Deadly virus could force Tata to rebrand new car

Tata-Zica.jpg

It’s a bad time to be called Zica – even if it’s a car we are talking about and not the deadly virus that’s gone global. Zica is a new hatchback from Indian carmaker Tata’s stable, while the mosquito-borne virus that has gone global is called Zika. But who cares about spelling when they both sound the same?

Such is the panic over the similarity that Tata is reviewing the name –  even though its origins are innocuous enough. Zica is short for “zippy car.” But no amount of shouting that from the rooftops can help now, it seems.

“The decision to name our car happened many months back when we could not have foreseen any of the recent events. In view of the recent developments, we are now evaluating the situation,” Minari Shah, Tata’s head of corporate communications was quoted.

Rebranding is often undertaken by corporates for better impact. For instance, Hutbitat, a big data real estate search engine for Australian properties, rebranded to Homekoala after realising that people had trouble understanding the original name and remembering it thereafter.
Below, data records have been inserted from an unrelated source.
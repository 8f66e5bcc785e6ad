//! # avif-compress
//!
//! Batch-converts a manifest of raster images to AVIF at a fixed quality and
//! records what happened to each entry in a JSON mapping report.
//!
//! # Pipeline
//!
//! ```text
//! image-files.json ─▶ manifest ─▶ (per entry) paths ─▶ convert ─▶ report ─▶ image-map.json
//! ```
//!
//! The run is strictly sequential. Every manifest entry yields exactly one
//! report record, in manifest order. Bad entries (no path, missing file,
//! undecodable image) are recorded as skipped and the run carries on; only
//! configuration and manifest problems abort a run, and they are detected
//! before any image is touched.
//!
//! # Module Map
//!
//! | Module | Role |
//! |--------|------|
//! | [`config`] | Layered settings (defaults → `avif-compress.toml` → CLI) resolved into [`config::RunConfig`] |
//! | [`manifest`] | Parses the manifest's two accepted shapes into [`manifest::ManifestEntry`] values |
//! | [`paths`] | Lexical input/output path resolution with escape, collision and duplicate guards |
//! | [`imaging`] | Decoding with EXIF orientation, AVIF encoding, behind the [`imaging::ImageBackend`] trait |
//! | [`convert`] | The per-entry pipeline and the fatal [`convert::RunError`] conditions |
//! | [`report`] | [`report::ResultRecord`] / [`report::MappingReport`] and their JSON form |
//! | [`output`] | Console summary lines |
//!
//! # Design Decisions
//!
//! ## Pure-Rust Imaging
//!
//! Decoding uses the `image` crate (plus `rav1d` for AVIF inputs) and encoding
//! uses `rav1e` through `image`'s AVIF encoder. No system libraries are
//! needed, so the binary runs anywhere it is copied.
//!
//! ## Outputs Never Clobber Inputs
//!
//! Re-encoding an AVIF in place writes `<name>-compressed.avif`, and two
//! inputs that would land on the same output get numbered names rather than
//! silently overwriting each other.

pub mod config;
pub mod convert;
pub mod imaging;
pub mod manifest;
pub mod output;
pub mod paths;
pub mod report;
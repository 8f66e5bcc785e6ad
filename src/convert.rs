//! The conversion pipeline.
//!
//! One pass over the manifest, strictly in order:
//!
//! ```text
//! entry ─▶ path? ─▶ exists? ─▶ decode + orient ─▶ resolve output ─▶ encode (unless dry run)
//!            │          │             │                                  │
//!       missing_path  file_not_found  read_failed                   read_failed
//! ```
//!
//! Each entry yields exactly one [`ResultRecord`]. Per-entry failures are
//! recorded and the run moves on; only the fatal conditions in [`RunError`]
//! stop a run, and all of those are checked before any image is opened.

use crate::config::{ConfigError, RunConfig};
use crate::imaging::{
    BackendError, Dimensions, EncodeParams, ImageBackend, LoadedImage, RustBackend,
};
use crate::manifest::{ManifestEntry, ManifestError, load_manifest};
use crate::paths::{self, OutputClaims, ResolvedPaths};
use crate::report::{MappingReport, ResultRecord, SkipReason};
use chrono::Utc;
use std::path::{Path, PathBuf};
use thiserror::Error;
use tracing::{debug, info, warn};

#[derive(Error, Debug)]
pub enum RunError {
    #[error(transparent)]
    Config(#[from] ConfigError),
    #[error(transparent)]
    Manifest(#[from] ManifestError),
    #[error("AVIF support is not available in this build.")]
    AvifUnavailable,
    #[error("Failed to create output directory {}: {source}", .path.display())]
    OutputDir {
        path: PathBuf,
        source: std::io::Error,
    },
    #[error("Failed to write mapping file {}: {source}", .path.display())]
    WriteReport {
        path: PathBuf,
        source: std::io::Error,
    },
}

/// What a finished run produced.
#[derive(Debug)]
pub struct RunSummary {
    pub report: MappingReport,
    /// Where the report was written; `None` for dry runs.
    pub mapping_file: Option<PathBuf>,
}

/// An entry that made it through decoding.
#[derive(Debug)]
struct Processed {
    paths: ResolvedPaths,
    source: Dimensions,
}

/// An entry that was skipped, with the input as the manifest spelled it.
#[derive(Debug)]
struct Skipped {
    input: Option<String>,
    reason: SkipReason,
}

impl Skipped {
    fn new(input: &str, reason: SkipReason) -> Self {
        Self {
            input: Some(input.to_string()),
            reason,
        }
    }
}

/// Run the whole pipeline with the pure Rust backend.
pub fn run(config: &RunConfig) -> Result<RunSummary, RunError> {
    run_with_backend(&RustBackend::new(), config)
}

/// Run the pipeline using a specific backend (allows testing with mock).
pub fn run_with_backend(
    backend: &impl ImageBackend,
    config: &RunConfig,
) -> Result<RunSummary, RunError> {
    let entries = load_manifest(&config.manifest_path)?;

    if !config.dry_run {
        if !backend.can_encode_avif() {
            return Err(RunError::AvifUnavailable);
        }
        if let Some(output_dir) = &config.output_dir {
            std::fs::create_dir_all(output_dir).map_err(|source| RunError::OutputDir {
                path: output_dir.clone(),
                source,
            })?;
        }
    }

    info!(
        entries = entries.len(),
        quality = config.quality.value(),
        dry_run = config.dry_run,
        "converting images"
    );
    let items = convert_entries(backend, config, &entries);

    let report = MappingReport::new(
        Utc::now(),
        config.root_dir.clone(),
        config
            .output_dir
            .as_deref()
            .map(|dir| paths::display_relative(dir, &config.root_dir)),
        config.quality.value(),
        items,
    );

    if config.dry_run {
        return Ok(RunSummary {
            report,
            mapping_file: None,
        });
    }

    report
        .write(&config.mapping_file)
        .map_err(|source| RunError::WriteReport {
            path: config.mapping_file.clone(),
            source,
        })?;
    Ok(RunSummary {
        report,
        mapping_file: Some(config.mapping_file.clone()),
    })
}

/// Convert every entry in order, producing one record each.
pub fn convert_entries(
    backend: &impl ImageBackend,
    config: &RunConfig,
    entries: &[ManifestEntry],
) -> Vec<ResultRecord> {
    let sources = entries
        .iter()
        .filter_map(ManifestEntry::path)
        .map(|raw| paths::resolve_input(&config.root_dir, raw));
    let mut claims = OutputClaims::with_sources(sources);
    entries
        .iter()
        .map(|entry| match convert_entry(backend, config, entry, &mut claims) {
            Ok(done) => record_processed(config, done),
            Err(skipped) => {
                warn!(
                    input = skipped.input.as_deref().unwrap_or("<none>"),
                    reason = skipped.reason.as_str(),
                    "skipped"
                );
                ResultRecord::skipped(skipped.input, skipped.reason)
            }
        })
        .collect()
}

fn record_processed(config: &RunConfig, done: Processed) -> ResultRecord {
    let input = paths::display_relative(&done.paths.absolute_input, &config.root_dir);
    let output = paths::display_relative(&done.paths.absolute_output, &config.root_dir);
    info!(%input, %output, "{}", if config.dry_run { "would convert" } else { "converted" });
    ResultRecord::processed(
        input,
        output,
        config.dry_run,
        (done.source.width, done.source.height),
        config.quality.value(),
    )
}

fn convert_entry(
    backend: &impl ImageBackend,
    config: &RunConfig,
    entry: &ManifestEntry,
    claims: &mut OutputClaims,
) -> Result<Processed, Skipped> {
    let raw = entry.path().ok_or(Skipped {
        input: None,
        reason: SkipReason::MissingPath,
    })?;

    let absolute_input = paths::resolve_input(&config.root_dir, raw);
    if !absolute_input.exists() {
        debug!(path = %absolute_input.display(), "input does not exist");
        return Err(Skipped::new(raw, SkipReason::FileNotFound));
    }

    let LoadedImage { pixels, source } = backend
        .load(&absolute_input)
        .map_err(|e| read_failed(raw, &e))?;

    let output_dir = config.output_dir.as_deref();
    let resolved = paths::resolve_output(&config.root_dir, output_dir, absolute_input, claims);
    debug!(
        input = %resolved.absolute_input.display(),
        output = %resolved.absolute_output.display(),
        "resolved paths"
    );
    if resolved.renumbered {
        warn!(
            input = raw,
            output = %resolved.absolute_output.display(),
            "output already claimed or listed as an input, using a numbered name"
        );
    }

    if !config.dry_run {
        write_output(backend, config, &pixels, &resolved.absolute_output)
            .map_err(|e| read_failed(raw, &e))?;
    }

    Ok(Processed {
        paths: resolved,
        source,
    })
}

fn write_output(
    backend: &impl ImageBackend,
    config: &RunConfig,
    pixels: &image::DynamicImage,
    output: &Path,
) -> Result<(), BackendError> {
    if let Some(parent) = output.parent() {
        std::fs::create_dir_all(parent)?;
    }
    backend.encode_avif(
        pixels,
        &EncodeParams {
            output: output.to_path_buf(),
            quality: config.quality,
            speed: config.speed,
        },
    )
}

fn read_failed(raw: &str, err: &BackendError) -> Skipped {
    warn!(input = raw, error = %err, "image could not be converted");
    Skipped::new(raw, SkipReason::ReadFailed)
}
//! Parameter types for image operations.
//!
//! These structs describe *what* to encode, not *how*. They sit between the
//! [`convert`](crate::convert) pipeline, which decides where each image goes,
//! and the [`backend`](super::backend), which does the pixel work. Keeping
//! them plain data lets tests drive a mock backend with the exact same values.
//!
//! ## Types
//!
//! - [`Quality`]: AVIF encoding quality (1–100, default 75). Rejected, not clamped, when out of range.
//! - [`Speed`]: rav1e encoder speed (1–10, default 6).
//! - [`EncodeParams`]: Output path plus the quality and speed to encode at.

use std::fmt;
use std::path::PathBuf;

/// Quality setting for lossy AVIF encoding (1-100).
#[derive(Debug, Clone, Copy, PartialEq, Eq)]
pub struct Quality(u8);

impl Quality {
    pub const MIN: u32 = 1;
    pub const MAX: u32 = 100;

    /// Returns `None` when `value` is outside `1..=100`.
    pub fn new(value: u32) -> Option<Self> {
        (Self::MIN..=Self::MAX)
            .contains(&value)
            .then(|| Self(value as u8))
    }

    pub fn value(self) -> u8 {
        self.0
    }
}

impl Default for Quality {
    fn default() -> Self {
        Self(75)
    }
}

impl fmt::Display for Quality {
    fn fmt(&self, f: &mut fmt::Formatter<'_>) -> fmt::Result {
        self.0.fmt(f)
    }
}

/// rav1e speed preset: 1 is slowest/smallest, 10 is fastest.
#[derive(Debug, Clone, Copy, PartialEq, Eq)]
pub struct Speed(u8);

impl Speed {
    pub const MIN: u32 = 1;
    pub const MAX: u32 = 10;

    pub fn new(value: u32) -> Option<Self> {
        (Self::MIN..=Self::MAX)
            .contains(&value)
            .then(|| Self(value as u8))
    }

    pub fn value(self) -> u8 {
        self.0
    }
}

impl Default for Speed {
    fn default() -> Self {
        Self(6)
    }
}

/// Parameters for writing one AVIF file.
#[derive(Debug, Clone, PartialEq)]
pub struct EncodeParams {
    pub output: PathBuf,
    pub quality: Quality,
    pub speed: Speed,
}
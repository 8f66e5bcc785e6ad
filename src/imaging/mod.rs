//! Image decoding and AVIF encoding in pure Rust with no system libraries.
//!
//! | Operation | Crate / function |
//! |---|---|
//! | **Decode** | `image` decoders; AVIF via `avif-parse` + `rav1d` |
//! | **Orient** | EXIF orientation baked into pixels |
//! | **Encode → AVIF** | `image::codecs::avif::AvifEncoder` (rav1e) |
//!
//! The module is split into:
//! - **Parameters**: [`Quality`], [`Speed`], [`EncodeParams`]
//! - **Backend**: [`ImageBackend`] trait + [`RustBackend`]
//! - **AVIF decoding**: the rav1d bridge used for `.avif` inputs

mod avif_decode;
pub mod backend;
mod params;
pub mod rust_backend;

pub use backend::{BackendError, Dimensions, ImageBackend, LoadedImage};
pub use params::{EncodeParams, Quality, Speed};
pub use rust_backend::RustBackend;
Sometimes when a business expands into new markets or domains, a company’s original name may begin to feel ill-suited.

Startups like Near and Inshorts were called AdNear and News in Shorts before they shed the first words in their names. Few may remember that real estate portal CommonFloor, which was recently acquired by online classifieds site Quikr, was once called Apna Ilaka (“Our Neighborhood” in Hindi). Rebranding obviously worked well in these cases and the new names stuck.

But the Tata Zica seems to have been caught off guard by the virus.